Rubaiat, de Omar Khayyam, de 61 a 74
traduzido por Matos Pereira. Editora Jangada, Rio de Janeiro, 1944.
LXI
Tu, que de precipícios e de vinhas
minha estrada semeaste com cuidado,
não poderás, se é Predestinação,
imputar minha alma ao vil pecado.
LXII
Sonhando, quando a aurora pincelava
o céu, de dentro da taverna, ouvi:
“Acorda, mocidade, empunha a taça,
E beba, enquanto há vinho para ti.”
LXIII
Se a bela Iran morreu, e a taça de ouro
do rei Jamshi deixou de adivinhar,
que importa! A uva ainda nos dá vinho
e ainda existe um jardim à beira mar.
LXIV
Emudeceu David, porém, escuta
o alegre rouxinol cantarolar.
– “Vinho, rosa, vinho” e fica olhando
um rosto branco, aos poucos, carminar.
LXV
Enche a taça e, no ardor da primavera,
deixa o remorso antigo calcinar.
A ave do tempo tem um quase nada
a percorrer, e já se encontra no ar.
LXVI
Quanto tempo em pesquisa inoperante
de “ser” e de “não ser” a gente estraga.
Uva, fazes a vida menos triste.
Louvado o vinho teu, que me embriaga.
LXVII
Vós sabeis desde quando minha casa
para um novo conúbio preparei:
expeli a razão de minha cama
e a filha da Parreira desposei.
LXVIII
Querida, bebe um pouco mais de vinho.
Teu rosto tem a palidez da lua.
Fica mais triste, Omar, Olha! Um sorriso
nos lábios dela, aos poucos, se insinua.
LXIX
Se do ”Ser” e “Não Ser” garantir posso,
tenho certeza, sei, não adivinho.
Em tudo aquilo que aprender eu pude,
só fui profundo numa coisa: o vinho.
LXX
Que importa a mim que a devorante chama
do amor, ou do ódio, me consuma inteiro.
É melhor ver o vinho na taverna,
que perdido na adega de um mosteiro.
LXXI
Mais tarde, pela porta da taverna
forma angélica entrou, devagarinho,
trazendo um vaso ao ombro e disse: “Prova.”

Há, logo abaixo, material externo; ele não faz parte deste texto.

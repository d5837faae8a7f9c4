//! Client authentication at the token endpoint.
//!
//! Credentials are resolved in a fixed order: HTTP Basic, then
//! body-based secret, then a signed JWT assertion, then a bare
//! client_id for public clients. Every failure surfaces as the same
//! generic `invalid_client` so callers cannot probe which client ids
//! exist or which check failed; the specific reason goes to the debug
//! log only.

use base64::Engine;
use base64::engine::general_purpose::STANDARD;
use serde::{Deserialize, Serialize};

use crate::error::AuthError;
use crate::oauth::client_assertion::{
    ClientAssertionValidator, JWT_BEARER_ASSERTION_TYPE, extract_algorithm,
    extract_client_id_unverified, extract_key_id,
};
use crate::oauth::jwks::{JwksCache, get_decoding_key_from_inline};
use crate::oauth::request::TokenRequest;
use crate::storage::{ClientStorage, JtiStorage};
use crate::types::{Client, ClientType, TokenEndpointAuthMethod};
use crate::AuthResult;

/// A successfully authenticated client and how it authenticated.
#[derive(Debug, Clone)]
pub struct AuthenticatedClient {
    /// The authenticated client.
    pub client: Client,
    /// The method the client used.
    pub auth_method: AuthMethod,
}

/// The authentication method a request actually used.
#[derive(Debug, Clone, Copy, PartialEq, Eq, Serialize, Deserialize)]
#[serde(rename_all = "snake_case")]
pub enum AuthMethod {
    /// HTTP Basic authentication.
    ClientSecretBasic,
    /// Credentials in the request body.
    ClientSecretPost,
    /// Signed JWT assertion.
    PrivateKeyJwt,
    /// Public client, no credentials.
    None,
}

/// Authenticates the client behind a token endpoint request.
///
/// `basic_auth` carries already-split Basic credentials when the
/// request had an Authorization header (see [`parse_basic_auth`]).
pub async fn authenticate_client<S: JtiStorage>(
    request: &TokenRequest,
    basic_auth: Option<(&str, &str)>,
    client_storage: &dyn ClientStorage,
    assertion_validator: &ClientAssertionValidator<S>,
    jwks_cache: &JwksCache,
) -> AuthResult<AuthenticatedClient> {
    let result = resolve_and_authenticate(
        request,
        basic_auth,
        client_storage,
        assertion_validator,
        jwks_cache,
    )
    .await;

    // Flatten every authentication failure into one indistinguishable
    // error; server-side errors pass through untouched.
    match result {
        Ok(client) => Ok(client),
        Err(err) if err.is_client_error() => {
            tracing::debug!(reason = %err, "client authentication failed");
            Err(AuthError::invalid_client("client authentication failed"))
        }
        Err(err) => Err(err),
    }
}

async fn resolve_and_authenticate<S: JtiStorage>(
    request: &TokenRequest,
    basic_auth: Option<(&str, &str)>,
    client_storage: &dyn ClientStorage,
    assertion_validator: &ClientAssertionValidator<S>,
    jwks_cache: &JwksCache,
) -> AuthResult<AuthenticatedClient> {
    if let Some((client_id, client_secret)) = basic_auth {
        return authenticate_with_secret(
            client_id,
            client_secret,
            client_storage,
            AuthMethod::ClientSecretBasic,
        )
        .await;
    }

    if let (Some(client_id), Some(client_secret)) = (&request.client_id, &request.client_secret) {
        return authenticate_with_secret(
            client_id,
            client_secret,
            client_storage,
            AuthMethod::ClientSecretPost,
        )
        .await;
    }

    if let Some(assertion) = &request.client_assertion {
        if request.client_assertion_type.as_deref() != Some(JWT_BEARER_ASSERTION_TYPE) {
            return Err(AuthError::invalid_client(
                "unsupported client_assertion_type",
            ));
        }
        return authenticate_private_key_jwt(
            assertion,
            client_storage,
            assertion_validator,
            jwks_cache,
        )
        .await;
    }

    if let Some(client_id) = &request.client_id {
        return authenticate_public(client_id, client_storage).await;
    }

    Err(AuthError::invalid_client("no client credentials presented"))
}

async fn authenticate_with_secret(
    client_id: &str,
    client_secret: &str,
    client_storage: &dyn ClientStorage,
    auth_method: AuthMethod,
) -> AuthResult<AuthenticatedClient> {
    let client = find_active_client(client_id, client_storage).await?;

    if !client.is_confidential() {
        return Err(AuthError::invalid_client(
            "public client presented a secret",
        ));
    }
    let expected = match auth_method {
        AuthMethod::ClientSecretBasic => TokenEndpointAuthMethod::ClientSecretBasic,
        _ => TokenEndpointAuthMethod::ClientSecretPost,
    };
    if client.token_endpoint_auth_method != expected {
        return Err(AuthError::invalid_client(
            "client is not registered for this auth method",
        ));
    }
    if client.client_secret_hash.is_none() {
        // Registration invariant broken: surface as a server fault.
        return Err(AuthError::configuration(format!(
            "confidential client {client_id} has no stored secret"
        )));
    }

    let verified = client_storage.verify_secret(client_id, client_secret).await?;
    if !verified {
        return Err(AuthError::invalid_client("secret verification failed"));
    }

    Ok(AuthenticatedClient {
        client,
        auth_method,
    })
}

async fn authenticate_private_key_jwt<S: JtiStorage>(
    assertion: &str,
    client_storage: &dyn ClientStorage,
    assertion_validator: &ClientAssertionValidator<S>,
    jwks_cache: &JwksCache,
) -> AuthResult<AuthenticatedClient> {
    let client_id = extract_client_id_unverified(assertion)?;
    let client = find_active_client(&client_id, client_storage).await?;

    if client.token_endpoint_auth_method != TokenEndpointAuthMethod::PrivateKeyJwt {
        return Err(AuthError::invalid_client(
            "client is not registered for private_key_jwt",
        ));
    }

    let kid = extract_key_id(assertion)?;
    let algorithm = extract_algorithm(assertion)?;

    let decoding_key = if let Some(jwks) = &client.jwks {
        get_decoding_key_from_inline(jwks, kid.as_deref(), algorithm)?
    } else if let Some(jwks_uri) = &client.jwks_uri {
        jwks_cache
            .get_decoding_key(&client_id, jwks_uri, kid.as_deref(), algorithm)
            .await?
    } else {
        return Err(AuthError::configuration(format!(
            "private_key_jwt client {client_id} has no registered keys"
        )));
    };

    assertion_validator
        .validate(assertion, &client_id, &decoding_key, algorithm)
        .await?;

    Ok(AuthenticatedClient {
        client,
        auth_method: AuthMethod::PrivateKeyJwt,
    })
}

async fn authenticate_public(
    client_id: &str,
    client_storage: &dyn ClientStorage,
) -> AuthResult<AuthenticatedClient> {
    let client = find_active_client(client_id, client_storage).await?;

    if client.client_type != ClientType::Public {
        return Err(AuthError::invalid_client(
            "confidential client presented no credentials",
        ));
    }

    Ok(AuthenticatedClient {
        client,
        auth_method: AuthMethod::None,
    })
}

async fn find_active_client(
    client_id: &str,
    client_storage: &dyn ClientStorage,
) -> AuthResult<Client> {
    let client = client_storage
        .find_by_id(client_id)
        .await?
        .ok_or_else(|| AuthError::invalid_client("unknown client"))?;
    if !client.active {
        return Err(AuthError::invalid_client("client is inactive"));
    }
    Ok(client)
}

/// Splits an HTTP Basic Authorization header into client credentials.
///
/// A non-Basic scheme yields `Ok(None)` and the caller may fall through
/// to the other authentication strategies. A Basic header that fails
/// base64 or `id:secret` decoding is malformed and rejected outright;
/// it must not silently fall through to body credentials.
pub fn parse_basic_auth(header: &str) -> AuthResult<Option<(String, String)>> {
    let Some(encoded) = header.trim().strip_prefix("Basic ") else {
        return Ok(None);
    };
    let malformed = || AuthError::invalid_client("malformed Basic authorization header");
    let decoded = STANDARD.decode(encoded.trim()).map_err(|_| malformed())?;
    let decoded = String::from_utf8(decoded).map_err(|_| malformed())?;
    let (client_id, client_secret) = decoded.split_once(':').ok_or_else(malformed)?;
    Ok(Some((client_id.to_string(), client_secret.to_string())))
}
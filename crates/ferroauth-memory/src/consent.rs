//! In-memory user consent storage.

use std::collections::HashMap;

use async_trait::async_trait;
use ferroauth::storage::ConsentStorage;
use ferroauth::types::UserConsent;
use ferroauth::AuthResult;
use tokio::sync::RwLock;
use uuid::Uuid;

/// Consent records keyed by (user, client).
#[derive(Default)]
pub struct InMemoryConsentStorage {
    consents: RwLock<HashMap<(Uuid, String), UserConsent>>,
}

impl InMemoryConsentStorage {
    /// Creates an empty store.
    #[must_use]
    pub fn new() -> Self {
        Self::default()
    }
}

#[async_trait]
impl ConsentStorage for InMemoryConsentStorage {
    async fn save(&self, consent: &UserConsent) -> AuthResult<()> {
        self.consents
            .write()
            .await
            .insert((consent.user_id, consent.client_id.clone()), consent.clone());
        Ok(())
    }

    async fn find(&self, user_id: Uuid, client_id: &str) -> AuthResult<Option<UserConsent>> {
        Ok(self
            .consents
            .read()
            .await
            .get(&(user_id, client_id.to_string()))
            .cloned())
    }

    async fn revoke(&self, user_id: Uuid, client_id: &str) -> AuthResult<()> {
        self.consents
            .write()
            .await
            .remove(&(user_id, client_id.to_string()));
        Ok(())
    }

    async fn list_for_user(&self, user_id: Uuid) -> AuthResult<Vec<UserConsent>> {
        Ok(self
            .consents
            .read()
            .await
            .values()
            .filter(|c| c.user_id == user_id)
            .cloned()
            .collect())
    }
}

E, obedecendo, eu vi que era – do vinho.
LXXII
O vinho, com sua lógica absoluta,
pode todos os dogmas refutar.
Alquimista sutil, pode, num triz,
nosso metal, em ouro transformar.
LXXIII
Enche a taça! Que vale repetir
que o Tempo voa sob o pé desnudo?
O amanhã que ainda vem e o Ontem que foi,
é melhor esquecer – pois Hoje é tudo.
LXXIV
Colando a boca sequiosa à taça,
quis o arcano da Vida conhecer.
E a taça me falou: “Enquanto vives,
resta-te o lenitivo de beber.”
LXXV
Penso que a taça com que delicada
ironia falou, também viveu.
Antes do ósculo meu, ah!, quantos, quantos,
beijos de desgraçados recebeu.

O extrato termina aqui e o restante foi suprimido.